When Donald Cole graduated from Baraboo High school in January 1947, there was no pomp and circumstance.
The rest of his graduating class had finished the June before, but an incomplete in English had brought him back for another semester. The war was over, it was the dead of winter, and he was ready to get to work.
He never received his diploma, and he never asked for it.
“I’m a procrastinator,” he said recently, around what would have been his 70th class reunion.
Admittedly, he doesn’t get a lot of requests for his diploma these days.
Twenty five years into retirement, after service in the Navy and a career in maintenance, after raising three daughters and witnessing the passage of the second half of the 20th Century, there aren’t many people demanding to see proof that he graduated from Baraboo High School in 1946.
Or 1947, if you’re going to be particular about it.
And yet, he has thought about it often over the years. It has pulled at him, and he has longed for it in a way he can’t really explain.
But that’s, perhaps, what makes it so meaningful.
He wanted that diploma for himself.
And then one day this spring, he decided to ask for it.
He went first to the old Baraboo High School, now the Civic Center. Then he came into the administration office on Second Avenue. He thought the district might have his original diploma on file, but they didn’t — only his transcript, with its hand-written grades from three quarters of a century ago.
Inspecting a photocopy of his high school transcript, he confessed his grades of record weren’t the same as his grades of memory.
“I guess I wasn’t half as good as I thought I was,” he shrugged.
But did it matter now?
“It was the end of the war. I wanted to quit at one time and join the service and my dad wouldn’t let me. He never finished school, so he knew the importance of an education,” he said. “So I stuck it out.”
This isn’t the story of the kind of high-profile high school hero we all know.

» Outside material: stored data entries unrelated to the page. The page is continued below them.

//! Helper utilities for common operations.

/// Current UNIX timestamp in seconds, or 0 if the system clock is before the epoch.
pub fn current_timestamp() -> u64 {
	std::time::SystemTime::now()
		.duration_since(std::time::UNIX_EPOCH)
		.map(|d| d.as_secs())
		.unwrap_or(0)
}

If you look for Donald Lincoln Cole in the Minnewaukan yearbooks from the mid-1940s, you’ll have a hard time finding him. You won’t find see his earnest face in the photos for Latin Club or Pep Club, Band or Glee Club, Student Council or Prom Committee.
With the exception of his membership in the Wisconsin Guard, he recalls, “I stuck pretty much just to the courses.”
But the sticking with it is what he remembers.
Even when the war called to him.
Even when he didn’t pass English, and the rest of his class graduated without him.
He came back in the fall. He finished the class. He graduated.
This isn’t the story of a high school hero. This is the story of a high school education.
Donald didn’t go on to a traditional college. But his time at Baraboo High School prepared him to work to support a family. To serve his country. To contribute to his community.
His education set him forth into the world to succeed, and he held his high school graduation as such a point of pride that a lifetime later he yearned for that gold-embossed piece of paper that conveyed, simply, “yes.”
“Yes,” you did this.
“Yes,” you stuck it out.
“Yes,” you finished what you started.
“Yes,” you’re deserving.
District staff had a special diploma printed for him, signed by current high school Principal Glenn Bildsten, School Board President Kevin Vodak, and Superintendent Lori Mueller.
He picked it up this week, with glassy eyes and a humble smile and a thank you.
“I’m kind of proud of myself ’cause now I’ve got proof,” he said.
And so, diploma in hand, he headed for the door. “Don't be late for your graduation party!” Mueller teased.
“Is that why they fixed up the Al. Ringling Theatre — for my party?” he quipped.
And then, as the door closed behind him, “See you in another 70 years.”